The first six issues of writer-artist Jack Katz's 1974 Comics and Comix Co. series The First Kingdom were collected as a trade paperback (Pocket Books, March 1978, ISBN 0-671-79016-1),[6] which described itself as "the first graphic novel." Issues of the comic had described themselves as "graphic prose," or simply as a novel.
European creators were also experimenting with the longer narrative in comics form. In the United Kingdom, Raymond Briggs was producing works such as Father Christmas (1972) and The Snowman (1978), which he himself described as being from the "bottomless abyss of strip cartooning," although they, along with such other Briggs works as the more mature When the Wind Blows (1982), have been re-marketed as graphic novels in the wake of the term's popularity. Briggs notes, however, "I don't know if I like that term too much."[7]

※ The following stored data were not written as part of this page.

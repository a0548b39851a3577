use crate::theme::Theme;
use serde::{Deserialize, Serialize};
use std::path::Path;

/// Spacing and minimum sizes used by auto-layout, in character cells.
#[derive(Debug, Clone, Copy, PartialEq, Eq, Serialize, Deserialize)]
#[serde(rename_all = "camelCase", default)]
pub struct LayoutConfig {
    pub default_h_gap: i32,
    pub v_gap: i32,
    pub pad_left: i32,
    pub pad_top: i32,
    pub min_box_width: i32,
    pub min_box_height: i32,
}

impl Default for LayoutConfig {
    fn default() -> Self {
        Self {
            default_h_gap: 6,
            v_gap: 1,
            pad_left: 2,
            pad_top: 1,
            min_box_width: 8,
            min_box_height: 3,
        }
    }
}

impl LayoutConfig {
    /// Clamp values into the range the layout relies on.
    pub fn normalized(self) -> Self {
        Self {
            default_h_gap: self.default_h_gap.max(1),
            v_gap: self.v_gap.max(1),
            pad_left: self.pad_left.max(0),
            pad_top: self.pad_top.max(0),
            min_box_width: self.min_box_width.max(2),
            min_box_height: self.min_box_height.max(2),
        }
    }
}

/// Font metrics for the SVG wrapper.
#[derive(Debug, Clone, Copy, PartialEq, Serialize, Deserialize)]
#[serde(rename_all = "camelCase", default)]
pub struct SvgConfig {
    pub font_size: f32,
    pub char_width: f32,
    pub line_height: f32,
    pub padding: f32,
}

impl Default for SvgConfig {
    fn default() -> Self {
        Self {
            font_size: 14.0,
            char_width: 8.4,
            line_height: 18.0,
            padding: 10.0,
        }
    }
}

#[derive(Debug, Clone, PartialEq)]
pub struct RenderConfig {
    pub width: f32,
    pub height: f32,
}

impl Default for RenderConfig {
    fn default() -> Self {
        Self {
            width: 1200.0,
            height: 800.0,
        }
    }
}

#[derive(Debug, Clone, Default, PartialEq)]
pub struct Config {
    pub theme: Theme,
    pub layout: LayoutConfig,
    pub svg: SvgConfig,
    pub render: RenderConfig,
}

#[derive(Debug, Deserialize)]
#[serde(rename_all = "camelCase")]
struct ThemeVariables {
    font_family: Option<String>,
    font_size: Option<f32>,
    text_color: Option<String>,
    background: Option<String>,
}

#[derive(Debug, Deserialize)]
#[serde(rename_all = "camelCase")]
struct ConfigFile {
    theme: Option<String>,
    theme_variables: Option<ThemeVariables>,
    layout: Option<LayoutConfig>,
    svg: Option<SvgConfig>,
}

pub fn load_config(path: Option<&Path>) -> anyhow::Result<Config> {
    let Some(path) = path else {
        return Ok(Config::default());
    };
    let contents = std::fs::read_to_string(path)?;
    parse_config(&contents)
}

pub fn parse_config(contents: &str) -> anyhow::Result<Config> {
    let mut config = Config::default();
    let parsed: ConfigFile = match serde_json::from_str(contents) {
        Ok(parsed) => parsed,
        Err(_) => json5::from_str(contents)?,
    };

    if let Some(theme_name) = parsed.theme.as_deref() {
        match Theme::by_name(theme_name) {
            Some(theme) => config.theme = theme,
            None => log::warn!(theme_name; "Unknown theme, keeping the default"),
        }
    }

    if let Some(vars) = parsed.theme_variables {
        if let Some(v) = vars.font_family {
            config.theme.font_family = v;
        }
        if let Some(v) = vars.font_size {
            config.svg.font_size = v;
        }
        if let Some(v) = vars.text_color {
            config.theme.text_color = v;
        }
        if let Some(v) = vars.background {
            config.theme.background = v;
        }
    }

    if let Some(layout) = parsed.layout {
        config.layout = layout.normalized();
    }
    if let Some(svg) = parsed.svg {
        config.svg = svg;
    }

    Ok(config)
}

Nonetheless, the term in 1975 appeared in connection with three separate works. Bloodstar by Richard Corben (adapted from a story by Robert E. Howard) used the term on its cover. George Metzger's Beyond Time and Again, serialized in underground comics from 1967-72, was subtitled "A Graphic Novel" on the inside title page when collected as a 48-page, black-and-white, hardcover book published by Kyle & Wheary.[8] The digest-sized Chandler: Red Tide (1976) by Jim Steranko, designed to be sold on newsstands, also used the term "graphic novel" in its introduction and "a visual novel" on its cover, although Chandler is more commonly considered an illustrated novel than a work of comics.
The following year, Terry Nantier, who had spent his teenage years living in Paris, returned to the United States and formed Flying Buttress Publications, later to incorporate as NBM Publishing (Nantier, Beall, Minoustchine), and published Racket Rumba, a 50-page spoof of the noir-detective genre, written and drawn by the single-name French artist Loro. Nantier followed this with Enki Bilal's The Call of the Stars. The company marketed these works as "graphic albums."[9]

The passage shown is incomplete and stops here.